Nele, Edmond Rostand (1868-1918) interpretado por Thomas Solivérès, escritor e dramaturgo do fim do século XIX, aceita a tarefa de erguer do nada e em rapidez vertiginosa uma peça encomendada por Constant Coquelin (Olivier Gourmet) sobre aspectos da vida de Hector Savinien de Cyrano de Bergerac (1619-1655), um escritor cuja fama de nariz grande o obrigou a duelar inúmeras vezes por sua honra.

Lucie Boujenah e Thomas Solivérès em Cyrano Mon Amour
Lucie Boujenah e Thomas Solivérès

Na célebre situação “contra todas as adversidades”, Rostand vai montando o texto. Supera o bloqueio inicial pela relação com seu amigo Léo (Tom Leeb) e sua musa inspiradora Jeanne (Lucie Boujenah). Enfrentando toda a sorte de adversidades esperadas para esses casos (dificuldades com os atores, falta de tempo e recursos, pressões de credores e crises familiares), nosso protagonista percorre assim seu caminho que espera-se ser de autoconstrução.

O que se destaca em Cyrano Mon Amour

No fundo, esta é uma adaptação da peça do próprio Alexis Michalik sobre a montagem original de Rostand. Em um ritmo de montagem mais frenético do que o usual para o normalmente delicado cinema francês (o que o aproxima de uma película americana, mais um exemplo do bom diálogo tradicional entre essas duas escolas), colorido, divertido, leve e voltado ao seu texto, Cyrano Mon Amour abusa de câmera em movimento fluido (uma bonita cena em especial se destaca, acompanhando as ações no palco) e compartilha com O Artista (2011) o desejo de cultuar uma arte (vide os créditos: fique até eles).

Cyrano Mon Amour

O entrar e sair de cena repentino de personagens agiliza o ambiente. Assim, joga para mais perto do público o espaço da ribalta. A necessidade de um dual para Rostand (na pele de Léo), o platonismo e falas românticas usuais (“O desejo é o que leva a conquistar impérios”) traz ao trabalho, contudo, uma certa obviedade e alguma cafonice. O culto ao estilo de texto do Romantismo pode provocar bocejos no atual frequentador de cinema, que não acredita mais, via de regra, nos exageros sentimentais dessa escola.
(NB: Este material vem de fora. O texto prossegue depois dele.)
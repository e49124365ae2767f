use crate::{
    errors::ProviderError,
    providers::ai::ChatProvider,
    types::{ConversationTurn, Role},
};
use async_trait::async_trait;
use reqwest::Client as ReqwestClient;
use serde::{Deserialize, Serialize};
use std::fmt::Debug;

/// How many history turns are forwarded to the model on each request.
const HISTORY_WINDOW: usize = 12;

// --- OpenAI-compatible request and response structures ---

#[derive(Serialize)]
struct ChatCompletionRequest<'a> {
    model: &'a str,
    messages: Vec<ChatMessage>,
    temperature: f32,
    max_tokens: u32,
}

#[derive(Serialize, Deserialize, Debug, Clone)]
struct ChatMessage {
    role: String,
    content: String,
}

#[derive(Deserialize, Debug)]
struct ChatCompletionResponse {
    choices: Vec<ChatChoice>,
}

#[derive(Deserialize, Debug)]
struct ChatChoice {
    message: ChatMessage,
}

// --- Groq Provider implementation ---

/// A provider for the Groq chat-completion API (or any OpenAI-compatible
/// endpoint).
#[derive(Clone, Debug)]
pub struct GroqProvider {
    client: ReqwestClient,
    api_url: String,
    api_key: String,
    model: String,
    temperature: f32,
}

impl GroqProvider {
    /// Creates a new `GroqProvider` with the pipeline's fixed sampling
    /// temperature (0.7). The token cap is supplied per call.
    pub fn new(api_url: String, api_key: String, model: String) -> Result<Self, ProviderError> {
        let client = ReqwestClient::builder()
            .build()
            .map_err(ProviderError::ReqwestClientBuild)?;
        Ok(Self {
            client,
            api_url,
            api_key,
            model,
            temperature: 0.7,
        })
    }
}

#[async_trait]
impl ChatProvider for GroqProvider {
    /// Sends the system context, the last [`HISTORY_WINDOW`] history turns,
    /// and the current user message, and returns the completion text.
    async fn chat(
        &self,
        system_prompt: &str,
        history: &[ConversationTurn],
        user_message: &str,
        max_tokens: u32,
    ) -> Result<String, ProviderError> {
        let mut messages = Vec::with_capacity(history.len().min(HISTORY_WINDOW) + 2);
        messages.push(ChatMessage {
            role: "system".to_string(),
            content: system_prompt.to_string(),
        });
        let start = history.len().saturating_sub(HISTORY_WINDOW);
        for turn in &history[start..] {
            messages.push(ChatMessage {
                role: match turn.role {
                    Role::User => "user".to_string(),
                    Role::Assistant => "assistant".to_string(),
                },
                content: turn.content.clone(),
            });
        }
        messages.push(ChatMessage {
            role: "user".to_string(),
            content: user_message.to_string(),
        });

        let request_body = ChatCompletionRequest {
            model: &self.model,
            messages,
            temperature: self.temperature,
            max_tokens,
        };

        let response = self
            .client
            .post(&self.api_url)
            .bearer_auth(&self.api_key)
            .json(&request_body)
            .send()
            .await
            .map_err(ProviderError::AiRequest)?;

        if !response.status().is_success() {
            let error_text = response.text().await.unwrap_or_default();
            return Err(ProviderError::AiApi(error_text));
        }

        let completion: ChatCompletionResponse = response
            .json()
            .await
            .map_err(ProviderError::AiDeserialization)?;

        let raw_response = completion
            .choices
            .first()
            .map(|c| c.message.content.clone())
            .unwrap_or_default();

        Ok(raw_response)
    }
}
Festival Varilux de Cinema Francês

Um outro aspecto a considerar é a evolução da relação entre o dramaturgo Rostand e sua esposa; uma problematização e a solução apresentadas são superficiais, como de resto é a proposta. A veia cômica em nenhum momento é superada pela sisudez. Fica um desejo no fundo de que a profundidade na reelaboração de Rostand fosse maior, mas não é essa a intenção na real. As relações humanas são forjadas para serem floreadas e idealizadas, e mesmo os comportamentos individuais seguem o script romântico.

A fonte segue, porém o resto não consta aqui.